### Goal of the exercise
From the data below, repeat exactly the lines from the line with "pub fn get_page(&mut" to the line with "page when dirty.", both included.

[Collected data entries]
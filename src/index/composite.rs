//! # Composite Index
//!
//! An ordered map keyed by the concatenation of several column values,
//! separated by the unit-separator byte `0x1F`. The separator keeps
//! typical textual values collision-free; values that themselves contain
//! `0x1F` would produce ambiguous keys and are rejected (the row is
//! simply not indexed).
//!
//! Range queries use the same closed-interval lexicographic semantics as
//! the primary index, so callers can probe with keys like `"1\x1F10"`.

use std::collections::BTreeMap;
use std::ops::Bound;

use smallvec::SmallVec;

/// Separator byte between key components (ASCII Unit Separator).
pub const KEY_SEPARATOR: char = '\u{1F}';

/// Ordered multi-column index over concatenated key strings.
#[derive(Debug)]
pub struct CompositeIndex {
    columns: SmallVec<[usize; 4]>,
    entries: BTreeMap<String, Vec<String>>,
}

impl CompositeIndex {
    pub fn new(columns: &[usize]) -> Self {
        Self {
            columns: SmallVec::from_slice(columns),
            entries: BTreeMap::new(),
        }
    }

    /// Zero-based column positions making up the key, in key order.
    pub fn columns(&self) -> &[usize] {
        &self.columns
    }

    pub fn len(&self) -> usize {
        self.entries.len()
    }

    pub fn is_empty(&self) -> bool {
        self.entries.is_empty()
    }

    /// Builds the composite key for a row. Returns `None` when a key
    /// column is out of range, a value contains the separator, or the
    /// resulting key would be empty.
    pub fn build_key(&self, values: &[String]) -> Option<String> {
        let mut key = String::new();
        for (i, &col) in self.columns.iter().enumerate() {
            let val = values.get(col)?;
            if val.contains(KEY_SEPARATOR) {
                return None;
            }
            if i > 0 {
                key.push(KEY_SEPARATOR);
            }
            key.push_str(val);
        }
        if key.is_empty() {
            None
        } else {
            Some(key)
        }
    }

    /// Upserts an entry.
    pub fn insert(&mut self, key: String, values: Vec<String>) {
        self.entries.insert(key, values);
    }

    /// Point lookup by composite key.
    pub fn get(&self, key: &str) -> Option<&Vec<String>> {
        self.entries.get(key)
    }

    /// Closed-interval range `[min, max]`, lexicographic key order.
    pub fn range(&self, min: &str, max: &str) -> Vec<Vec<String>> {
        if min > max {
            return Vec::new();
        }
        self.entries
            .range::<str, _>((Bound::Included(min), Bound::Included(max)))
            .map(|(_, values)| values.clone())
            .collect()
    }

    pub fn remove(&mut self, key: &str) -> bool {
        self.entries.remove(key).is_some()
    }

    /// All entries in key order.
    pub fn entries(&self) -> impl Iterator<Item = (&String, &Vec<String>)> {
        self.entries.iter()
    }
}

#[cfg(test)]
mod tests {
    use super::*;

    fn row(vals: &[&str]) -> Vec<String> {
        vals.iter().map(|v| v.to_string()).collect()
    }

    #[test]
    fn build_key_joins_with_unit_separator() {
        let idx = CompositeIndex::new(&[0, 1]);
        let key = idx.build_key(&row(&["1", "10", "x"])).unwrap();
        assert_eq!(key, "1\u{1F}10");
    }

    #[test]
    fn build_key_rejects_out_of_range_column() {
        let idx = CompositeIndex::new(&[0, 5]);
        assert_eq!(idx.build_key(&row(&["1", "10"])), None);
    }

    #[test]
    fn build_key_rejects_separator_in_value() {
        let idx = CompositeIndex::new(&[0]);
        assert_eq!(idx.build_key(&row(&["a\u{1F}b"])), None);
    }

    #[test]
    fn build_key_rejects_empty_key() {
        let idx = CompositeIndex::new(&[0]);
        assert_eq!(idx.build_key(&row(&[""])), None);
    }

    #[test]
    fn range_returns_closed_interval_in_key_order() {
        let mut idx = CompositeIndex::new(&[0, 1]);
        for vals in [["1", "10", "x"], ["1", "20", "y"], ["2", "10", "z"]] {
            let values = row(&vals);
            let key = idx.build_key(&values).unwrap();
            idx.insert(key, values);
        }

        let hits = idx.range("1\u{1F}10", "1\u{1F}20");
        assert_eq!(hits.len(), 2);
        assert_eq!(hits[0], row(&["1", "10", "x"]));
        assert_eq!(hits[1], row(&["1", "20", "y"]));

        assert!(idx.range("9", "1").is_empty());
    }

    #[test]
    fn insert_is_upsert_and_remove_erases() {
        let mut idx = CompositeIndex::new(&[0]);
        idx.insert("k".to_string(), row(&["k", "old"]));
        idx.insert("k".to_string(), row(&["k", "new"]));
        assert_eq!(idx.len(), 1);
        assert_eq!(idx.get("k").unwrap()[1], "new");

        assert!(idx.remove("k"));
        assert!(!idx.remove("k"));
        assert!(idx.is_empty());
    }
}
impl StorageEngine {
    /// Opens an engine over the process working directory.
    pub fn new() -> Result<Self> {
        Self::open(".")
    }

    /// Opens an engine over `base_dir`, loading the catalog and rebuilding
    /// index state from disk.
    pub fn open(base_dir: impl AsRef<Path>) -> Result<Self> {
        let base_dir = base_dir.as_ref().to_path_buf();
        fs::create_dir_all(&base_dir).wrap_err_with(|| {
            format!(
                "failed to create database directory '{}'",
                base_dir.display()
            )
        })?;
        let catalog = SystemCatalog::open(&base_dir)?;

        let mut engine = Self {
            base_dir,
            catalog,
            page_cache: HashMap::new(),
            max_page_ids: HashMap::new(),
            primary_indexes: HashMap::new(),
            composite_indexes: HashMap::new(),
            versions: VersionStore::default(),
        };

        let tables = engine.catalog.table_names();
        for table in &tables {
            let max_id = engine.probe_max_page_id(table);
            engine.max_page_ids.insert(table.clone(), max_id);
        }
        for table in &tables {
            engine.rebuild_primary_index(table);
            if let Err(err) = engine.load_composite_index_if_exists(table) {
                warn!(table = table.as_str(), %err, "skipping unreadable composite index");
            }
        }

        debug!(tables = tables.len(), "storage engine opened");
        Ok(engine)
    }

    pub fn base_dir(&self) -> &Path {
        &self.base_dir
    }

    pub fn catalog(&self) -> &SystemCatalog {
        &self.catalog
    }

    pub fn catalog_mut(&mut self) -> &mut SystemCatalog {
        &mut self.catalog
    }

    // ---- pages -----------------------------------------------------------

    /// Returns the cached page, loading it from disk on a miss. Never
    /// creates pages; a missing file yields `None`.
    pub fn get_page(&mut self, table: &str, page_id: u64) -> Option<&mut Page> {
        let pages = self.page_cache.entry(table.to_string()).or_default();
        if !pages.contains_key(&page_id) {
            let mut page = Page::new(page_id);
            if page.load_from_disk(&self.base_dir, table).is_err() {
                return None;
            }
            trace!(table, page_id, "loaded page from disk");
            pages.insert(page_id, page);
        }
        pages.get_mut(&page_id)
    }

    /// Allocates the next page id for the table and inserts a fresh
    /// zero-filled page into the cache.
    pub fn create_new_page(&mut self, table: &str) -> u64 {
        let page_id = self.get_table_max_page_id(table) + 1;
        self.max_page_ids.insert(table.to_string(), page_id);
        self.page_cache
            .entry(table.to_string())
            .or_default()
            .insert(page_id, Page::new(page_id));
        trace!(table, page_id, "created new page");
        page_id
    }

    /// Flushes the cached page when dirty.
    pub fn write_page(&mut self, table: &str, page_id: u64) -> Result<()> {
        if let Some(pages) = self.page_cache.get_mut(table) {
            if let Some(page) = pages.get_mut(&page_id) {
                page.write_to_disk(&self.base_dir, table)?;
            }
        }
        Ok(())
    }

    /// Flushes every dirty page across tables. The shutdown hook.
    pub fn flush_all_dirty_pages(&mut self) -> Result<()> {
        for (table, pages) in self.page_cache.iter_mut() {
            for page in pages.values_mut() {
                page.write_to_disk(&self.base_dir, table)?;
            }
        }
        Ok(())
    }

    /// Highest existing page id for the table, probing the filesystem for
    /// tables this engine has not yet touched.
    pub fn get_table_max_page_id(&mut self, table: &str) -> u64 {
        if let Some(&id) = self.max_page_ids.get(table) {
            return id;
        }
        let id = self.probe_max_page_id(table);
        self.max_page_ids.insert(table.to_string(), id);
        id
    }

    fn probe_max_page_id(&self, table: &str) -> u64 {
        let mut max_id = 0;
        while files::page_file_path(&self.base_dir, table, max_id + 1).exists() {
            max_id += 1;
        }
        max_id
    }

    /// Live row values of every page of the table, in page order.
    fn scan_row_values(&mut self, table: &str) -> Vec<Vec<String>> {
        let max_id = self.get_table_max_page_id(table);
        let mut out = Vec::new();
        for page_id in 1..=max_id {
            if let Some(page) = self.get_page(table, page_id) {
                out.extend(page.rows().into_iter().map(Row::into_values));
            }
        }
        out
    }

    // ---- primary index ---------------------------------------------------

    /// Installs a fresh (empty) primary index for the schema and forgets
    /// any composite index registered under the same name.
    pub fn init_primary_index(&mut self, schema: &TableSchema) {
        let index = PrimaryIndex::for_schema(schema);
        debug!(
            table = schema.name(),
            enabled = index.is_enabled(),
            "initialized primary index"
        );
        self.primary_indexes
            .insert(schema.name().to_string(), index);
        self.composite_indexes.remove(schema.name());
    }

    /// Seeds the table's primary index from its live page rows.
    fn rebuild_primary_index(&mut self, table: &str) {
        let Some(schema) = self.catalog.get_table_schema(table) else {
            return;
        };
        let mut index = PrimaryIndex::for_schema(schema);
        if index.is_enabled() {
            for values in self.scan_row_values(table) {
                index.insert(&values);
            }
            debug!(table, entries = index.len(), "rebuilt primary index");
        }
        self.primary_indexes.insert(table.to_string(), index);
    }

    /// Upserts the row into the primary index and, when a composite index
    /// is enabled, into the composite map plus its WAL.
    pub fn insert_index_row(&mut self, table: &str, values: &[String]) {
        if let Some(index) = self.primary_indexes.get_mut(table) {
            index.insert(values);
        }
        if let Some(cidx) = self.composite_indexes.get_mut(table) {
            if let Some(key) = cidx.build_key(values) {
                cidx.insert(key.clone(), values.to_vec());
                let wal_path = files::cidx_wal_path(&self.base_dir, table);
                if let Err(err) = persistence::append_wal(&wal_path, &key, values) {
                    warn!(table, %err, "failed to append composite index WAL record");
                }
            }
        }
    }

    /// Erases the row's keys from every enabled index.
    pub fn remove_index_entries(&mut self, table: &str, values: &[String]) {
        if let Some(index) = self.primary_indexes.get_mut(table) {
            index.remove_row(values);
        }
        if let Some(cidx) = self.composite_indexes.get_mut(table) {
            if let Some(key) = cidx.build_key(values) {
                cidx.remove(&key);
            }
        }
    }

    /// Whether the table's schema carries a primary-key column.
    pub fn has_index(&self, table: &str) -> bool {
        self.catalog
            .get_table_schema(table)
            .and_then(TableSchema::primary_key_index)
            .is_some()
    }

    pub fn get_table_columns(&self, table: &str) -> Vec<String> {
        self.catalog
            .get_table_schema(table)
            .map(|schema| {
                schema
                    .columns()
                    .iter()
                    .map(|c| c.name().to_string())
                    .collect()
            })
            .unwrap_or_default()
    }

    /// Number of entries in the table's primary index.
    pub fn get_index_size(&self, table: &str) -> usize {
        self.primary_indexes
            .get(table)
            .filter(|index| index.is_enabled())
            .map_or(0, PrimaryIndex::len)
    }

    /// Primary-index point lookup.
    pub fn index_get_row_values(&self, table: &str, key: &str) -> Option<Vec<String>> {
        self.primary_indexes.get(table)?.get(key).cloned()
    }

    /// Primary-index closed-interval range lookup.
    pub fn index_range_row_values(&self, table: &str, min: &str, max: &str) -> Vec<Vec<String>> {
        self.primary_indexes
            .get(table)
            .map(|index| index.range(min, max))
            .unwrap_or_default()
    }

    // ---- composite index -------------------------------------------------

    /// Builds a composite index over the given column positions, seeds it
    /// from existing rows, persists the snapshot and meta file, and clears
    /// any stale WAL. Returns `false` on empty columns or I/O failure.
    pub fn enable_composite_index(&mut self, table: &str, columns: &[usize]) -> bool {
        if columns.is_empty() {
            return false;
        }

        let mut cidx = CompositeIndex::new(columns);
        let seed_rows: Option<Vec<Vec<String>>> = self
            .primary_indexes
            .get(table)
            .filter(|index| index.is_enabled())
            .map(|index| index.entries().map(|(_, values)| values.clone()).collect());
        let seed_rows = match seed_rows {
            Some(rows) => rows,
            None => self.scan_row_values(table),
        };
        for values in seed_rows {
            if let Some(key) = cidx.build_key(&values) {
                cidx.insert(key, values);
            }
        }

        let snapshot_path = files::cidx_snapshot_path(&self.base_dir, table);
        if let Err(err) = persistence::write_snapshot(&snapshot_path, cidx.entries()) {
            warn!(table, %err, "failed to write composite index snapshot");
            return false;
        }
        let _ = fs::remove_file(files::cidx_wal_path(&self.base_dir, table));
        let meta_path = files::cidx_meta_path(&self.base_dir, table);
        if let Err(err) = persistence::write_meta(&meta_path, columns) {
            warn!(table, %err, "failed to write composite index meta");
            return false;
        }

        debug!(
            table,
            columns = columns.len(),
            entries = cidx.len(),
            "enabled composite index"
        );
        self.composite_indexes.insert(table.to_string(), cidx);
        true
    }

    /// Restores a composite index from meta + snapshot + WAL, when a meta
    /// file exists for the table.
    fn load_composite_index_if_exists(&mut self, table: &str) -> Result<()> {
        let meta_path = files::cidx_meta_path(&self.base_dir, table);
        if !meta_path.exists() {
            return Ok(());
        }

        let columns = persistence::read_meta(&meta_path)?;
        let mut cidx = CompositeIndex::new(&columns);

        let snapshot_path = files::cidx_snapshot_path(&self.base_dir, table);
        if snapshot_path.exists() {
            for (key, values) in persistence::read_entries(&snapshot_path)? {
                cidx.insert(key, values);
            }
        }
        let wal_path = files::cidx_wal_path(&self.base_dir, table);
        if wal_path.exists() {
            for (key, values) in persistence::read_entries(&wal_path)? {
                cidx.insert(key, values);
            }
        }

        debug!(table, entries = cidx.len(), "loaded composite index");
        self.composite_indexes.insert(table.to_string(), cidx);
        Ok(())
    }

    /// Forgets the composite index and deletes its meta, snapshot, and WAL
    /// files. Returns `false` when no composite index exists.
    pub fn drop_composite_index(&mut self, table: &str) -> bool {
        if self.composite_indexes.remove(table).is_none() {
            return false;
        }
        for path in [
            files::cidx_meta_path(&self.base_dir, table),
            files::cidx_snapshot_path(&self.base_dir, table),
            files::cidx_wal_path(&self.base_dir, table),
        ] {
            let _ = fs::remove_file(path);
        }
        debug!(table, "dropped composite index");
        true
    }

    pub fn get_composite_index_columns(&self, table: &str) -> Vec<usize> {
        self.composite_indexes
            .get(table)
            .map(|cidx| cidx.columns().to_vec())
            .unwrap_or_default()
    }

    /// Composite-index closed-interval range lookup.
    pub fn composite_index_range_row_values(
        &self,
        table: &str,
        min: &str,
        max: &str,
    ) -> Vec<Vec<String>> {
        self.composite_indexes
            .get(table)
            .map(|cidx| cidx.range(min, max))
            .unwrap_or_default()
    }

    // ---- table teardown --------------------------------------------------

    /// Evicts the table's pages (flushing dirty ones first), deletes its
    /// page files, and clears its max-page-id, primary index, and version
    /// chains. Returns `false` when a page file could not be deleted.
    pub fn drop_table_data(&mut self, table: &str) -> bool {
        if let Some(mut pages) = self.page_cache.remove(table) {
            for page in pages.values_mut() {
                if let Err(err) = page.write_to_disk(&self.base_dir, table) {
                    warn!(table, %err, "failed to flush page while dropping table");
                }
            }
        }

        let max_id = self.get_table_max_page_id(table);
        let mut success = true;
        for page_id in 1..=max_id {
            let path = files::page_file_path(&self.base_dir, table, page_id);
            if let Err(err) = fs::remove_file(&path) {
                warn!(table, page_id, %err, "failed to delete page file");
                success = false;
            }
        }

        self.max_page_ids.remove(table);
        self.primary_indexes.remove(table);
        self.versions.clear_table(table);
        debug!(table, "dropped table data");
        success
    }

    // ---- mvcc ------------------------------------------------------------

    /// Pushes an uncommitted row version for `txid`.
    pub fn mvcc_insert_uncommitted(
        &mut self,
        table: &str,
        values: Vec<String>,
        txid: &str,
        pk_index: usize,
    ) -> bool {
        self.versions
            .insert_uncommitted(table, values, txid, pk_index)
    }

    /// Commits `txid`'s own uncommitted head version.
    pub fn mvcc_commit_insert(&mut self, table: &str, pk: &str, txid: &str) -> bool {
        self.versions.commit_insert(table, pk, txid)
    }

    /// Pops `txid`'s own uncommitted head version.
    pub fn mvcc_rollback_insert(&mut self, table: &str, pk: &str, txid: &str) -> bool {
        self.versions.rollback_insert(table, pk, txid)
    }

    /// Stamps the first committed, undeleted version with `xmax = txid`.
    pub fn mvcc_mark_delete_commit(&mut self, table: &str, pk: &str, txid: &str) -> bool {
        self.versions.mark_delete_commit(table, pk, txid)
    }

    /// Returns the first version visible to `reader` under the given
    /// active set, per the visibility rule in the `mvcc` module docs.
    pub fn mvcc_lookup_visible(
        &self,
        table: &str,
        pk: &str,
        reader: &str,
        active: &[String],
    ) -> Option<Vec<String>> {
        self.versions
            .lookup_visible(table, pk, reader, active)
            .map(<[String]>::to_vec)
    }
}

### Worked solution
    pub fn get_page(&mut self, table: &str, page_id: u64) -> Option<&mut Page> {
        let pages = self.page_cache.entry(table.to_string()).or_default();
        if !pages.contains_key(&page_id) {
            let mut page = Page::new(page_id);
            if page.load_from_disk(&self.base_dir, table).is_err() {
                return None;
            }
            trace!(table, page_id, "loaded page from disk");
            pages.insert(page_id, page);
        }
        pages.get_mut(&page_id)
    }

    /// Allocates the next page id for the table and inserts a fresh
    /// zero-filled page into the cache.
    pub fn create_new_page(&mut self, table: &str) -> u64 {
        let page_id = self.get_table_max_page_id(table) + 1;
        self.max_page_ids.insert(table.to_string(), page_id);
        self.page_cache
            .entry(table.to_string())
            .or_default()
            .insert(page_id, Page::new(page_id));
        trace!(table, page_id, "created new page");
        page_id
    }

    /// Flushes the cached page when dirty.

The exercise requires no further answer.